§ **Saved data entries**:

// SPDX-License-Identifier: MIT OR Apache-2.0
//! Layers: priority bands of non-overlapping clips.

use crate::clip::ClipId;
use serde::{Deserialize, Serialize};
use uuid::Uuid;

/// Unique identifier for a layer
#[derive(Debug, Clone, Copy, PartialEq, Eq, Hash, Serialize, Deserialize)]
pub struct LayerId(pub Uuid);

impl LayerId {
    /// Create a new random layer ID
    pub fn new() -> Self {
        Self(Uuid::new_v4())
    }
}

impl Default for LayerId {
    fn default() -> Self {
        Self::new()
    }
}

/// An ordered list of clips sharing a priority band.
///
/// Invariant: two clips in the same layer that share a track kind never
/// overlap in time. The clip sequence is kept ordered by start position; the
/// timeline re-slots clips after every committed edit.
#[derive(Debug, Clone, Serialize, Deserialize)]
pub struct Layer {
    /// Unique layer ID
    pub id: LayerId,
    priority: u32,
    clips: Vec<ClipId>,
}

impl Layer {
    pub(crate) fn new(priority: u32) -> Self {
        Self {
            id: LayerId::new(),
            priority,
            clips: Vec::new(),
        }
    }

    /// Priority band of this layer (0 = topmost)
    pub fn priority(&self) -> u32 {
        self.priority
    }

    /// Clips in this layer, ordered by start position
    pub fn clips(&self) -> &[ClipId] {
        &self.clips
    }

    /// Number of clips in this layer
    pub fn clip_count(&self) -> usize {
        self.clips.len()
    }

    pub(crate) fn clips_mut(&mut self) -> &mut Vec<ClipId> {
        &mut self.clips
    }
}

§ **What you need to do**:
When transcribing the data, keep every line exactly as it is.

§ **Response to the task**:
// SPDX-License-Identifier: MIT OR Apache-2.0
//! Layers: priority bands of non-overlapping clips.

use crate::clip::ClipId;
use serde::{Deserialize, Serialize};
use uuid::Uuid;

/// Unique identifier for a layer
#[derive(Debug, Clone, Copy, PartialEq, Eq, Hash, Serialize, Deserialize)]
pub struct LayerId(pub Uuid);

impl LayerId {
    /// Create a new random layer ID
    pub fn new() -> Self {
        Self(Uuid::new_v4())
    }
}

impl Default for LayerId {
    fn default() -> Self {
        Self::new()
    }
}

/// An ordered list of clips sharing a priority band.
///
/// Invariant: two clips in the same layer that share a track kind never
/// overlap in time. The clip sequence is kept ordered by start position; the
/// timeline re-slots clips after every committed edit.
#[derive(Debug, Clone, Serialize, Deserialize)]
pub struct Layer {
    /// Unique layer ID
    pub id: LayerId,
    priority: u32,
    clips: Vec<ClipId>,
}

impl Layer {
    pub(crate) fn new(priority: u32) -> Self {
        Self {
            id: LayerId::new(),
            priority,
            clips: Vec::new(),
        }
    }

    /// Priority band of this layer (0 = topmost)
    pub fn priority(&self) -> u32 {
        self.priority
    }

    /// Clips in this layer, ordered by start position
    pub fn clips(&self) -> &[ClipId] {
        &self.clips
    }

    /// Number of clips in this layer
    pub fn clip_count(&self) -> usize {
        self.clips.len()
    }

    pub(crate) fn clips_mut(&mut self) -> &mut Vec<ClipId> {
        &mut self.clips
    }
}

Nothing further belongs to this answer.